◆ Assignment:
Taking the listing below, restate word for word each line from the line with "move |actor| actor.is(liked_by))" to the line with "async fn likes_belong_to_their_author()", ends included, and stop there.

··· Data shown

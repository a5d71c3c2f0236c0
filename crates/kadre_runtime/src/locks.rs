use std::collections::HashMap;
use std::sync::{Arc, Mutex as StdMutex};

use tokio::sync::{Mutex as AsyncMutex, OwnedMutexGuard};

use crate::errors::ExecError;

/// Process-wide named action locks. Waiters queue in FIFO order (tokio's
/// mutex fairness); an action holds at most one named lock at a time, which
/// keeps lock ordering trivially deadlock-free.
#[derive(Clone, Default)]
pub struct LockRegistry {
    inner: Arc<StdMutex<HashMap<String, Arc<AsyncMutex<()>>>>>,
}

impl LockRegistry {
    pub fn new() -> Self {
        Self::default()
    }

    pub async fn acquire(&self, name: &str) -> Result<OwnedMutexGuard<()>, ExecError> {
        let mutex = {
            let mut map = self
                .inner
                .lock()
                .map_err(|_| ExecError::LockDenied(name.to_owned()))?;
            Arc::clone(map.entry(name.to_owned()).or_default())
        };
        Ok(mutex.lock_owned().await)
    }
}
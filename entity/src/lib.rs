pub mod accounts;
pub mod challenge_tags;
pub mod challenges;
pub mod likes;
pub mod participants;
pub mod sessions;
pub mod tags;
use platform_authz::{AccountId, Policy};

pub const RESOURCE: &str = "like";

#[derive(Clone, Copy, Debug, Default)]
pub struct LikePolicy;

impl LikePolicy {
    pub fn can_create(&self) -> Policy {
        Policy::from_fn(RESOURCE, "create", |_| true)
    }

    /// Likes are removed only by the account that left them.
    pub fn can_delete(&self, liked_by: AccountId) -> Policy {
        Policy::from_fn(RESOURCE, "delete", move |actor| actor.is(liked_by))
    }
}

#[cfg(test)]
mod tests {
    use platform_authz::ActorContext;
    use uuid::Uuid;

    use super::*;

    #[tokio::test]
    async fn likes_belong_to_their_author() {
        let author = AccountId::new(Uuid::new_v4());
        let other = ActorContext::account(AccountId::new(Uuid::new_v4()), []);

        assert!(
            LikePolicy
                .can_delete(author)
                .evaluate(&ActorContext::account(author, []))
                .await
                .unwrap()
        );
        assert!(!LikePolicy.can_delete(author).evaluate(&other).await.unwrap());
        assert!(LikePolicy.can_create().evaluate(&other).await.unwrap());
    }

    #[tokio::test]
    async fn anyone_may_like_but_system_cannot_unlike_for_others() {
        let system = ActorContext::system();
        assert!(LikePolicy.can_create().evaluate(&system).await.unwrap());
        let author = AccountId::new(Uuid::new_v4());
        assert!(!LikePolicy.can_delete(author).evaluate(&system).await.unwrap());
    }
}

······

◆ Response area:
        Policy::from_fn(RESOURCE, "delete", move |actor| actor.is(liked_by))
    }
}

#[cfg(test)]
mod tests {
    use platform_authz::ActorContext;
    use uuid::Uuid;

    use super::*;

    #[tokio::test]
    async fn likes_belong_to_their_author() {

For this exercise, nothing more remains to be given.